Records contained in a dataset
Start of Block

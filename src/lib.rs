pub mod cli;
pub mod config;
pub mod converter;
pub mod error;
pub mod logging;
pub mod scanner;
pub mod ui;

// Public API re-exports
pub use cli::{Cli, OutputFormat};
pub use config::{CliOverrides, Config, OutputConfig, PathConfig, ServiceConfig};
pub use error::{Office2MdError, Result, UserFriendlyError};

// Core functionality re-exports
pub use converter::{
    BatchReport, BatchRunner, CommandService, ConversionRequest, ConversionResult,
    ConversionService, ConversionSettings, Converter, OutputRun, PlannedConversion,
};
pub use scanner::{is_convertible, DiscoveredFile, DocumentScanner, FileType};
pub use ui::{GracefulShutdown, OutputFormatter, OutputMode, ProgressManager};

use std::path::Path;

/// Main library interface: one configured batch converter.
pub struct Office2Md {
    config: Config,
    credential: String,
    output_formatter: OutputFormatter,
    progress_manager: ProgressManager,
    shutdown: GracefulShutdown,
}

impl Office2Md {
    /// Create a new instance and install the Ctrl+C handler.
    pub fn new(
        config: Config,
        credential: String,
        output_mode: OutputMode,
        quiet: bool,
    ) -> Result<Self> {
        let shutdown = GracefulShutdown::new()?;
        Ok(Self::with_shutdown(config, credential, output_mode, quiet, shutdown))
    }

    /// Create an instance for testing (no signal handler conflicts)
    #[cfg(test)]
    pub fn new_for_test(config: Config, credential: &str) -> Self {
        Self::with_shutdown(
            config,
            credential.to_string(),
            OutputMode::Plain,
            true,
            GracefulShutdown::new_for_test(),
        )
    }

    fn with_shutdown(
        config: Config,
        credential: String,
        output_mode: OutputMode,
        quiet: bool,
        shutdown: GracefulShutdown,
    ) -> Self {
        let output_formatter = OutputFormatter::new(output_mode, quiet);
        let progress_manager = ProgressManager::new(!quiet && output_mode == OutputMode::Human);

        Self {
            config,
            credential,
            output_formatter,
            progress_manager,
            shutdown,
        }
    }

    /// Loads configuration and the credential. Both failures are fatal and
    /// happen before any directory is touched.
    pub fn from_cli(cli_args: &Cli) -> Result<Self> {
        let config = cli_args.load_config()?;
        let credential = config.load_credential()?;

        let output_mode = match cli_args.output_format {
            OutputFormat::Human => OutputMode::Human,
            OutputFormat::Plain => OutputMode::Plain,
        };

        Self::new(config, credential, output_mode, cli_args.quiet)
    }

    pub fn build_runner(&self) -> BatchRunner<CommandService> {
        let service = CommandService::from_config(&self.config.service, self.credential.clone());
        let converter = Converter::new(service, ConversionSettings::from_config(&self.config));

        BatchRunner::new(converter, self.config.paths.base_directory.clone())
            .with_shutdown(self.shutdown.clone())
    }

    /// Converts the configured input directory and prints the summary.
    pub async fn run(&self) -> Result<BatchReport> {
        let input_dir = &self.config.paths.input_directory;
        self.output_formatter
            .start_operation(&format!("Converting documents in {}", input_dir.display()));

        let report = self
            .build_runner()
            .run_with_progress(input_dir, Some(&self.progress_manager))
            .await?;

        self.progress_manager.clear();
        self.output_formatter.print_batch_summary(&report);

        Ok(report)
    }

    /// Prints what [`Office2Md::run`] would do without writing anything.
    pub fn dry_run(&self) -> Result<Vec<PlannedConversion>> {
        let input_dir = &self.config.paths.input_directory;
        if !input_dir.exists() {
            self.output_formatter.warning(&format!(
                "Input directory {} does not exist yet; a real run creates it",
                input_dir.display()
            ));
        }

        let spinner = self
            .progress_manager
            .create_spinner(&format!("Scanning {}", input_dir.display()));
        let planned = self.build_runner().plan(input_dir);
        spinner.finish_and_clear();

        let (run, planned) = planned?;
        self.output_formatter.print_dry_run(&run, &planned);
        Ok(planned)
    }

    /// Generate sample configuration file
    pub fn generate_sample_config<P: AsRef<Path>>(output_path: P) -> Result<()> {
        Config::sample().save_to_file(output_path)
    }

    pub fn config(&self) -> &Config {
        &self.config
    }

    pub fn output_formatter(&self) -> &OutputFormatter {
        &self.output_formatter
    }

    pub fn progress_manager(&self) -> &ProgressManager {
        &self.progress_manager
    }

    pub fn is_running(&self) -> bool {
        self.shutdown.is_running()
    }

    pub fn request_shutdown(&self) {
        self.shutdown.request_shutdown();
    }

    /// Handle error with user-friendly output
    pub fn handle_error(&self, error: &Office2MdError) {
        self.output_formatter.print_user_friendly_error(error);
    }
}

/// Get version information
pub fn version_info() -> &'static str {
    env!("CARGO_PKG_VERSION")
}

End of Block

From the entries above, tally the lines that contain the string "instance". Report the total and nothing more.

2